Declared in the GOC DB
- None
Advanced warning for other interventions
The following items are being discussed and are still to be formally scheduled and announced. We are carrying out a significant amount of work during the current LHC stop.
- Databases:
- Regular Oracle "PSU" patches are pending for SOMNUS (LFC & FTS).
- Switch LFC/FTS/3D to new Database Infrastructure.
- Update LFC/FTS databases to Oracle 11.
- Castor:
- Update the Castor Information Provider (CIP) (Need to re-schedule.)
- Move to use Oracle 11g (requires a minor Castor update.)
- Networking:
- Install new Routing & Spine layers for Tier1 network.
- Main RAL network updates - early summer.
- Fabric:
- BIOS/firmware updates, Other re-configurations (adding IPMI cards, etc.)
- Grid Services:
- Updates of Grid Services (including WMS, MyProxy, LFC front ends) to EMI/UMD versions.
Entries in GOC DB starting between 29th February and 7th March 2012.
There were no unscheduled outages during this period.

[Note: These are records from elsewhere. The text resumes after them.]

//! CLI channel — stdin/stdout REPL.

use async_trait::async_trait;
use futures::stream;
use tokio::io::{AsyncBufReadExt, AsyncRead, BufReader};

use crate::channels::{Channel, IncomingMessage, MessageStream, OutgoingResponse, StatusUpdate};
use crate::error::ChannelError;

/// Typing this ends the session.
pub const QUIT_COMMAND: &str = "/quit";

type Input = Box<dyn AsyncRead + Send + Unpin>;

/// A CLI channel that reads lines from stdin and writes to stdout.
pub struct CliChannel {
    input: std::sync::Mutex<Option<Input>>,
}

impl CliChannel {
    pub fn new() -> Self {
        Self::with_input(tokio::io::stdin())
    }

    /// Read from an arbitrary source instead of stdin.
    pub fn with_input(input: impl AsyncRead + Send + Unpin + 'static) -> Self {
        Self {
            input: std::sync::Mutex::new(Some(Box::new(input))),
        }
    }

    fn take_input(&self) -> Option<Input> {
        self.input.lock().ok().and_then(|mut guard| guard.take())
    }
}

impl Default for CliChannel {
    fn default() -> Self {
        Self::new()
    }
}

#[async_trait]
impl Channel for CliChannel {
    fn name(&self) -> &str {
        "cli"
    }

    async fn start(&self) -> Result<MessageStream, ChannelError> {
        let input = self.take_input().ok_or_else(|| ChannelError::StartupFailed {
            name: "cli".to_string(),
            reason: "input already consumed".to_string(),
        })?;
        let (tx, rx) = tokio::sync::mpsc::unbounded_channel();

        tokio::spawn(async move {
            let mut lines = BufReader::new(input).lines();

            eprint!("> ");

            loop {
                match lines.next_line().await {
                    Ok(Some(line)) => {
                        let line = line.trim().to_string();
                        if line.is_empty() {
                            eprint!("> ");
                            continue;
                        }
                        if line == QUIT_COMMAND {
                            break;
                        }
                        let msg = IncomingMessage::new("cli", "local-user", &line);
                        if tx.send(msg).is_err() {
                            break;
                        }
                    }
                    Ok(None) => break, // EOF
                    Err(e) => {
                        tracing::error!("Error reading stdin: {}", e);
                        break;
                    }
                }
            }
        });

        let stream = stream::unfold(rx, |mut rx| async move {
            rx.recv().await.map(|msg| (msg, rx))
        });

        Ok(Box::pin(stream))
    }

    async fn respond(&self, response: OutgoingResponse) -> Result<(), ChannelError> {
        println!("\n{}\n", response.content);
        Ok(())
    }

    async fn send_status(&self, status: StatusUpdate) -> Result<(), ChannelError> {
        match status {
            StatusUpdate::Thinking(msg) => eprintln!("⏳ {}", msg),
            StatusUpdate::Status(msg) => eprintln!("ℹ️  {}", msg),
            StatusUpdate::Error(msg) => eprintln!("❌ {}", msg),
        }
        Ok(())
    }

    async fn shutdown(&self) -> Result<(), ChannelError> {
        eprintln!("👋 Goodbye!");
        Ok(())
    }
}

#[cfg(test)]
mod tests {
    use futures::StreamExt;

    use super::*;

    #[tokio::test]
    async fn lines_become_messages_until_quit() {
        let channel = CliChannel::with_input(&b"  hello \n\nMy child is Leo, 7\n/quit\nignored\n"[..]);
        let messages: Vec<String> = channel
            .start()
            .await
            .unwrap()
            .map(|m| m.content)
            .collect()
            .await;
        assert_eq!(messages, vec!["hello", "My child is Leo, 7"]);
    }

    #[tokio::test]
    async fn eof_ends_stream() {
        let channel = CliChannel::with_input(&b"only line"[..]);
        let mut stream = channel.start().await.unwrap();
        let first = stream.next().await.unwrap();
        assert_eq!(first.channel, "cli");
        assert_eq!(first.content, "only line");
        assert!(stream.next().await.is_none());
    }

    #[tokio::test]
    async fn start_twice_fails() {
        let channel = CliChannel::with_input(&b""[..]);
        let _stream = channel.start().await.unwrap();
        assert!(matches!(
            channel.start().await,
            Err(ChannelError::StartupFailed { .. })
        ));
    }
}
//! Surface wiring: the HTTP server and the CLI around one wizard.

use std::future::Future;
use std::net::SocketAddr;
use std::path::Path;
use std::sync::Arc;

use anyhow::Context;
use tokio::net::{TcpListener, ToSocketAddrs};
use tokio::task::JoinHandle;
use tracing::info;

use crate::channels::{Channel, run_channel};
use crate::intake::{IntakeRouteState, IntakeWizard, intake_routes};

pub type ServerHandle = JoinHandle<std::io::Result<()>>;

/// Bind the intake routes and serve them on a background task.
pub async fn spawn_http(
    addr: impl ToSocketAddrs,
    wizard: Arc<IntakeWizard>,
) -> std::io::Result<(SocketAddr, ServerHandle)> {
    let listener = TcpListener::bind(addr).await?;
    let local = listener.local_addr()?;
    let app = intake_routes(IntakeRouteState { wizard });
    info!(addr = %local, "HTTP server started");
    let handle = tokio::spawn(async move { axum::serve(listener, app).await });
    Ok((local, handle))
}

/// Run the configured surfaces to completion.
///
/// The end of CLI input only ends the process when there is no HTTP server;
/// otherwise the server keeps running until it fails or `shutdown` resolves.
pub async fn run_surfaces(
    wizard: &IntakeWizard,
    cli: Option<&dyn Channel>,
    output_dir: &Path,
    server: Option<ServerHandle>,
    shutdown: impl Future<Output = ()>,
) -> anyhow::Result<()> {
    if let Some(cli) = cli {
        run_channel(cli, wizard, output_dir).await?;
        if server.is_none() {
            return Ok(());
        }
        info!("CLI input closed, HTTP server still serving");
    }

    let Some(server) = server else {
        return Ok(());
    };
    tokio::select! {
        result = server => {
            result
                .context("HTTP server task panicked")?
                .context("HTTP server failed")?;
        }
        _ = shutdown => {
            info!("Shutting down");
        }
    }
    Ok(())
}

Service | Scheduled? | Outage/At Risk | Start | End | Duration | Reason |
---|---|---|---|---|---|---|
All Castor & CEs (batch). | SCHEDULED | OUTAGE | 06/03/2012 10:00 | 06/03/2012 13:30 | 3 hours and 30 minutes | Castor Outage During Migration of Castor Oracle Databases to new hardware. |
lcgfts.gridpp.rl.ac.uk, | SCHEDULED | OUTAGE | 06/03/2012 08:00 | 06/03/2012 13:05 | 5 hours and 5 minutes | Upgrade to FTS 2.2.8. Will include starting with a fresh database so all channels drained and any transfers waiting in the ready queue will be lost. |
castor GEN instance: srm-alice, srm-dteam, srm-hone, srm-ilc, srm-mice, srm-minos, srm-na62, srm-snoplus, srm-superb, srm-t2k | SCHEDULED | OUTAGE | 29/02/2012 08:00 | 29/02/2012 12:00 | 4 hours | Update of GEN Castor instance to version 2.1.11-8 |
Open GGUS Tickets
GGUS ID | Level | Urgency | State | Creation | Last Update | VO | Subject |
---|---|---|---|---|---|---|---|
79867 | Green | Less Urgent | In Progress | 2012-03-04 | 2012-03-07 | SNO+ | snoplus.snolab.ca LFC |
79428 | Red | Less Urgent | Waiting Reply | 2012-02-21 | 2012-03-07 | SNO+ | glite-wms-job aborted |
74353 | Red | Very Urgent | In Progress | 2011-09-16 | 2012-03-02 | Pheno | Proxy not renewing properly from WMS |
68853 | Red | less urgent | On hold | 2011-03-22 | 2012-03-02 | Retirement of SL4 and 32bit DPM Head nodes and Servers (Holding Ticket for Tier2s) |